Após o lançamento do ChatGPT, o tráfego cresceu em um ritmo sem precedentes. Para dar suporte a isso, implementamos rapidamente otimizações extensivas tanto na camada de aplicação quanto na camada de banco de dados PostgreSQL, escalamos verticalmente aumentando o tamanho da instância e escalamos horizontalmente adicionando mais réplicas de leitura. Essa arquitetura nos serviu bem por muito tempo. Com as melhorias contínuas, continua a oferecer amplo espaço para o crescimento futuro.
Pode parecer surpreendente que uma arquitetura com um único núcleo primário consiga atender às demandas de escala da OpenAI; no entanto, fazer isso funcionar na prática não é simples. Já vimos vários erros de status (SEVs) causados por sobrecarga do Postgres, e eles geralmente seguem o mesmo padrão: um problema upstream causa um pico repentino na carga do banco de dados, como falhas generalizadas de cache devido a uma falha na camada de cache, uma onda de junções complexas e dispendiosas saturando a CPU ou uma tempestade de escrita devido ao lançamento de um novo recurso. À medida que a utilização de recursos aumenta, a latência das consultas também aumenta e as solicitações começam a expirar. As novas tentativas amplificam ainda mais a carga, desencadeando um ciclo vicioso com potencial para degradar todos os serviços do ChatGPT e da API.

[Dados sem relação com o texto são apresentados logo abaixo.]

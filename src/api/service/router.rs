use axum::routing::{get, post, put};

use super::State;
use super::endpoints::*;

pub fn router(state: State) -> axum::Router {
    axum::Router::new()
        .route("/api/viewport", put(set_viewport))
        .route("/api/bounds", get(get_bounds))
        .route("/api/toilets", get(get_markers))
        .route("/api/toilets/fetch", post(fetch_toilets))
        .route("/api/toilets/{id}", get(get_element))
        .with_state(state)
}
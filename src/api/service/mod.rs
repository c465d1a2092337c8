pub mod endpoints;
pub mod router;
pub mod types;

use axum::Json;
use axum::http::StatusCode;
use axum::response::{IntoResponse, Response};

use crate::api::overpass;
use crate::state::SharedState;

#[derive(Clone)]
pub struct State {
    pub app: SharedState,
    pub client: overpass::Client,
}

impl State {
    pub fn new(app: SharedState, client: overpass::Client) -> Self {
        Self { app, client }
    }
}

impl axum::extract::FromRef<State> for overpass::Client {
    fn from_ref(input: &State) -> Self {
        input.client.clone()
    }
}

impl axum::extract::FromRef<State> for SharedState {
    fn from_ref(input: &State) -> Self {
        input.app.clone()
    }
}

impl IntoResponse for types::ErrorResponse {
    fn into_response(self) -> Response {
        (self.status, Json(self)).into_response()
    }
}

impl types::ErrorResponse {
    fn new(status: StatusCode, message: impl Into<String>) -> Self {
        Self {
            status,
            message: message.into(),
        }
    }

    pub fn not_found(message: impl Into<String>) -> Self {
        Self::new(StatusCode::NOT_FOUND, message)
    }
}
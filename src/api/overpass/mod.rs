pub mod client;
pub mod query;
pub mod types;

pub use client::*;
pub use query::*;
pub use types::*;
use serde::{Deserialize, Serialize};
#[cfg(feature = "ts")]
use ts_rs::TS;

use crate::asset::AssetResolver;
use crate::error::Result;
use crate::store::{Step, Variables};

/// A step as the presentation layer sees it, with asset ids resolved to locations.
#[derive(Debug, Clone, PartialEq, Eq, Serialize, Deserialize)]
#[cfg_attr(feature = "ts", derive(TS), ts(export))]
pub struct Action {
    pub line: String,
    pub character: Option<String>,
    pub switches: Vec<ActionSwitch>,
    #[serde(default, skip_serializing_if = "Option::is_none")]
    #[cfg_attr(feature = "ts", ts(optional))]
    pub bg: Option<String>,
    #[serde(default, skip_serializing_if = "Option::is_none")]
    #[cfg_attr(feature = "ts", ts(optional))]
    pub bgm: Option<String>,
}

#[derive(Debug, Clone, PartialEq, Eq, Serialize, Deserialize)]
#[cfg_attr(feature = "ts", derive(TS), ts(export, rename = "Switch"))]
pub struct ActionSwitch {
    pub text: String,
    pub enabled: bool,
}

impl Action {
    /// Fails with `AssetNotFound` rather than dropping an unknown asset.
    /// Switch conditions are evaluated against `variables`.
    pub fn from_step(step: &Step, assets: &AssetResolver, variables: &Variables) -> Result<Self> {
        Ok(Self {
            line: step.line.clone(),
            character: step.character.clone(),
            switches: step
                .switches
                .iter()
                .map(|switch| ActionSwitch {
                    text: switch.text.clone(),
                    enabled: switch.is_enabled(variables),
                })
                .collect(),
            bg: assets.resolve_opt(step.background.as_deref())?,
            bgm: assets.resolve_opt(step.music.as_deref())?,
        })
    }
}
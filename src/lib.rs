//! Run-state engine for branching visual novel scripts.
//!
//! A [`project::Project`] bundles the locale catalog, the parsed scripts and
//! the asset table. A [`runtime::Runtime`] drives one run over it, and
//! [`host::Host`] exposes that runtime as named commands for a presentation
//! layer living on the other side of a process boundary.

pub mod asset;
pub mod error;
pub mod format;
pub mod host;
pub mod locale;
pub mod parser;
pub mod project;
pub mod result;
pub mod runtime;
pub mod store;
use serde::{Deserialize, Serialize};

/// A parsed script file, usually every section of one locale.
#[derive(Debug, Default, Clone, PartialEq, Serialize, Deserialize)]
pub struct Story {
    pub name: String,
    pub sections: Vec<Section>,
}

/// A labelled `::name { ... }` block. Labels are the targets of switches.
#[derive(Debug, Default, Clone, PartialEq, Serialize, Deserialize)]
pub struct Section {
    pub name: String,
    pub children: Vec<Child>,
}

#[derive(Debug, Clone, PartialEq, Serialize, Deserialize)]
pub enum Child {
    /// `[character] text`, the character is absent for narration
    Line(Option<String>, String),
    Command(CommandLine),
}

#[derive(Debug, Clone, PartialEq, Eq, Serialize, Deserialize)]
#[serde(untagged)]
pub enum Literal {
    String(String),
    Integer(i64),
    Boolean(bool),
}

impl Literal {
    /// `false`, `0` and `""` are false, everything else is true.
    pub fn is_truthy(&self) -> bool {
        match self {
            Literal::String(s) => !s.is_empty(),
            Literal::Integer(i) => *i != 0,
            Literal::Boolean(b) => *b,
        }
    }
}

impl std::fmt::Display for Literal {
    fn fmt(&self, f: &mut std::fmt::Formatter<'_>) -> std::fmt::Result {
        match self {
            Literal::String(s) => write!(f, "{s:?}"),
            Literal::Integer(i) => write!(f, "{i}"),
            Literal::Boolean(b) => write!(f, "{b}"),
        }
    }
}

#[derive(Debug, Default, Clone, PartialEq, Serialize, Deserialize)]
pub struct Argument {
    pub name: String,
    /// `None` for a bare `name`, which reads as `name=true`
    pub value: Option<Literal>,
}

#[derive(Debug, Default, Clone, PartialEq, Serialize, Deserialize)]
pub struct CommandLine {
    pub command: String,
    pub arguments: Vec<Argument>,
}

impl CommandLine {
    pub fn get_argument(&self, name: &str) -> Option<&Argument> {
        self.arguments.iter().find(|arg| arg.name == name)
    }
}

Embora o PostgreSQL seja escalável para nossas cargas de trabalho com grande volume de leitura, ainda encontramos desafios durante períodos de alto tráfego de escrita. Isso se deve em grande parte à implementação do controle de concorrência multiversão (MVCC) do PostgreSQL, que o torna menos eficiente para cargas de trabalho com grande volume de escrita. Por exemplo, quando uma consulta atualiza uma tupla ou mesmo um único campo, a linha inteira é copiada para criar uma nova versão. Sob cargas de escrita elevadas, isso resulta em uma amplificação de escrita significativa. Isso também aumenta a amplificação de leitura, já que as consultas precisam examinar várias versões de tuplas (tuplas mortas) para recuperar a mais recente. O MVCC introduz desafios adicionais, como o inchaço de tabelas e índices, o aumento da sobrecarga de manutenção de índices e o ajuste complexo do autovacuum. (Você pode encontrar uma análise aprofundada dessas questões em um blog que escrevi com o Prof. Andy Pavlo da Universidade Carnegie Mellon, intitulado "A parte do PostgreSQL que mais odiamos"(abre em uma nova janela), citado(abre em uma nova janela) na página da Wikipédia sobre o PostgreSQL.)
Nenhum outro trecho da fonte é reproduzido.